2009-06-17

The Tree Nursery

On my last post, Benedikt Grundmann asked if changing representations for trie nodes, in particular eliminating 'a option-boxed references, would represent a speed-up or not. I started tinkering with a direct representation:

type 'a t =
{ value : 'a option;
  split : char;
  lokid : 'a t;
  eqkid : 'a t;
  hikid : 'a t; }

(call this representation trie1). This forces me to use a sentinel node to represent empty trees:

let rec empty = { value = None; split = '\255'; lokid = empty; eqkid = empty; hikid = empty; }

let is_empty t = t == empty

(the split value is entirely arbitrary and never relied upon). This recursive structure means that I cannot use pattern matches to discriminate and deconstruct nodes, and all comparisons must be strictly by reference equality on the carefully preserved unique sentinel node. This represented a rough 10% speedup on my original code.

Meanwhile, Mauricio Fernández tried his hand at it, and came with a tantalizing result:

in the lapse between the present post and the preceding one, I implemented ternary trees with different constructors for the nodes with and without a value. In my tests, construction is 50% faster, and lookups are between 20% and 80% faster. The code is much less elegant than the one presented here, because it moreover includes some special-casing to handle the "" (empty string) key, which the above code chokes at.

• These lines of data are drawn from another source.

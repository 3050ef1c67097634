//! Configuration of the directory connection and the HTTP surface.
use std::{path::PathBuf, sync::Arc, time::Duration};

use ldap3::LdapConnSettings;
use rustls::{Certificate, ClientConfig, PrivateKey, RootCertStore};
use serde::{Deserialize, Serialize};
use url::Url;

use crate::error::DirectoryError;

/// Service configuration.
#[derive(Deserialize, Serialize, Clone, Debug)]
pub struct Config {
	/// The URL to connect to the server with. Supports ldap, ldaps, and ldapi
	/// schemes
	pub url: Url,
	/// Connection settings.
	#[serde(default)]
	pub connection: ConnectionConfig,
	/// The DN of the service account used for all operations
	pub bind_dn: String,
	/// The password of the service account
	pub bind_password: String,
	/// Root of the managed tree. Searches start here and relative paths are
	/// qualified against it.
	pub base_dn: String,
	/// Search tuning
	#[serde(default)]
	pub searches: Searches,
	/// How membership routes report no-op changes
	#[serde(default)]
	pub membership: MembershipConfig,
	/// The HTTP listener
	#[serde(default)]
	pub http: HttpConfig,
}

impl Config {
	/// Whether the connection encrypts traffic, either by being local (ldapi),
	/// using TLS on a dedicated port (ldaps) or upgrading with StartTLS.
	#[must_use]
	pub fn is_confidential(&self) -> bool {
		matches!(self.url.scheme(), "ldaps" | "ldapi") || self.connection.tls.starttls
	}
}

/// Configuration for how to connect to the LDAP server
#[derive(Clone, Debug, Serialize, Deserialize)]
#[serde(default)]
pub struct ConnectionConfig {
	/// Timeout to establish a connection in seconds.
	pub timeout: u64,

	/// Timeout of a single LDAP operation in seconds. For searches this
	/// bounds each reply.
	pub operation_timeout: u64,

	/// How many more times a search is attempted after a transport failure.
	/// Writes are never retried.
	pub read_retries: u32,

	/// TLS config
	pub tls: TLSConfig,
}

impl Default for ConnectionConfig {
	fn default() -> Self {
		Self { timeout: 5, operation_timeout: 10, read_retries: 1, tls: TLSConfig::default() }
	}
}

/// TLS Configuration
#[derive(Clone, Debug, Default, Serialize, Deserialize)]
#[serde(default)]
pub struct TLSConfig {
	/// Use StartTLS extended operation for establishing a secure connection,
	/// rather than TLS on a dedicated port.
	pub starttls: bool,

	/// Disable verification of TLS certificates
	pub no_tls_verify: bool,

	/// TLS root certificates path
	pub root_certificates_path: Option<PathBuf>,

	/// Path of the TLS client key to use for the connection
	pub client_key_path: Option<PathBuf>,

	/// Path of the TLS client certificate to use for the connection
	pub client_certificate_path: Option<PathBuf>,
}

/// Search tuning
#[derive(Clone, Debug, Default, Serialize, Deserialize)]
pub struct Searches {
	/// If set, enables the [simple paged search control] and sets the page size
	/// to the given value
	///
	/// [simple paged search control]: https://www.rfc-editor.org/rfc/rfc2696.html
	#[serde(default)]
	pub page_size: Option<i32>,
}

/// How adding an existing member or removing an absent one is reported.
#[derive(Clone, Copy, Debug, Default, PartialEq, Eq, Serialize, Deserialize)]
#[serde(rename_all = "snake_case")]
pub enum MembershipPolicy {
	/// Report `AlreadyMember` and `NotAMember` as errors
	#[default]
	Strict,
	/// Report them as successful no-ops
	Idempotent,
}

/// Membership policy per HTTP route.
#[derive(Clone, Copy, Debug, Default, Serialize, Deserialize)]
#[serde(default)]
pub struct MembershipConfig {
	/// Policy of `/groups/{group}/members/{account}`
	pub group_route: MembershipPolicy,
	/// Policy of `/accounts/{account}/groups/{group}`
	pub account_route: MembershipPolicy,
}

/// HTTP listener configuration.
#[derive(Clone, Debug, Serialize, Deserialize)]
#[serde(default)]
pub struct HttpConfig {
	/// Address to listen on
	pub address: String,
	/// Whether the health endpoint checks that the directory is reachable
	pub probe_directory: bool,
}

impl Default for HttpConfig {
	fn default() -> Self {
		Self { address: "127.0.0.1:8080".to_owned(), probe_directory: false }
	}
}

impl ConnectionConfig {
	/// The operation timeout as a [`Duration`].
	#[must_use]
	pub fn operation_timeout(&self) -> Duration {
		Duration::from_secs(self.operation_timeout)
	}

	/// Create a [`LdapConnSettings`] based on this [`ConnectionConfig`]
	pub(crate) async fn to_settings(&self) -> Result<LdapConnSettings, DirectoryError> {
		let mut settings = LdapConnSettings::new();

		settings = settings.set_conn_timeout(Duration::from_secs(self.timeout));
		settings = settings.set_starttls(self.tls.starttls);
		settings = settings.set_no_tls_verify(self.tls.no_tls_verify);

		if let Some(path) = &self.tls.root_certificates_path {
			let mut roots = RootCertStore::empty();
			let pem = tokio::fs::read(path).await?;
			let certificates = rustls_pemfile::certs(&mut pem.as_slice())?;
			let (added, _) = roots.add_parsable_certificates(&certificates);
			if added == 0 {
				return Err(DirectoryError::Invalid("Could not read root certificate".to_owned()));
			}

			let builder =
				ClientConfig::builder().with_safe_defaults().with_root_certificates(roots);
			let config = match (&self.tls.client_key_path, &self.tls.client_certificate_path) {
				(Some(key_path), Some(cert_path)) => {
					let chain =
						rustls_pemfile::certs(&mut tokio::fs::read(cert_path).await?.as_slice())?
							.into_iter()
							.map(Certificate)
							.collect();
					let key = rustls_pemfile::pkcs8_private_keys(
						&mut tokio::fs::read(key_path).await?.as_slice(),
					)?
					.into_iter()
					.next()
					.map(PrivateKey)
					.ok_or_else(|| {
						DirectoryError::Invalid("Could not read client key".to_owned())
					})?;
					builder.with_client_auth_cert(chain, key).map_err(|_| {
						DirectoryError::Invalid("Could not read client certificates".to_owned())
					})?
				}
				(None, None) => builder.with_no_client_auth(),
				_ => Err(DirectoryError::Invalid(
					"Both a client certificate and key file in PKCS8 format must be specified"
						.to_owned(),
				))?,
			};
			settings = settings.set_config(Arc::new(config));
		}
		Ok(settings)
	}
}
//! Serve the REST interface over a directory.
use std::{path::PathBuf, sync::Arc};

use clap::Parser;
use ldap_rest::{
	http::{self, AppState},
	Config, EntityService, LdapDirectory,
};
use tracing::{info, warn};
use tracing_subscriber::EnvFilter;

/// Command line arguments.
#[derive(Debug, Parser)]
#[command(author, version, about, long_about = None)]
struct Args {
	/// Path of the YAML configuration file
	#[arg(short, long, default_value = "config.yaml")]
	config: PathBuf,
}

#[tokio::main]
async fn main() -> Result<(), Box<dyn std::error::Error>> {
	tracing_subscriber::fmt()
		.with_env_filter(
			EnvFilter::try_from_default_env().unwrap_or_else(|_| EnvFilter::new("info")),
		)
		.init();

	let args = Args::parse();
	let config: Config = serde_yaml::from_str(&tokio::fs::read_to_string(&args.config).await?)?;
	if !config.is_confidential() {
		warn!(url = %config.url, "Directory connection is not encrypted, passwords cannot be set");
	}

	let directory = Arc::new(LdapDirectory::new(config.clone()));
	let service = EntityService::new(directory, &config.base_dn);
	let state = AppState::new(service)
		.with_membership(config.membership)
		.with_directory_probe(config.http.probe_directory);

	let listener = tokio::net::TcpListener::bind(&config.http.address).await?;
	info!(address = %config.http.address, "Listening");
	axum::serve(listener, http::router(state)).await?;
	Ok(())
}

(It's true that the empty string cannot be a key in both the original and the above implementation. I thought it obvious by the tradeoffs I listed in selecting the representation for the key, but truth is I never guarded the operations against it. It's a bug, not a feature). The numbers are too exciting to not try this approach. By carefully teasing apart each case, I arrived to the following data type:

type 'a t = E
          | L of 'a
          | B of      char * 'a t * 'a t * 'a t
          | K of 'a * char * 'a t * 'a t * 'a t

(call this representation trie2). The first constructor E represents an empty tree. The second constructor L represents a leaf with value α. The third constructor B represents a branching node without value. The fourth constructor K represents a marked, valued branching node. Functions over this type require eight matches in general, four each for the middle and four for the end of the key.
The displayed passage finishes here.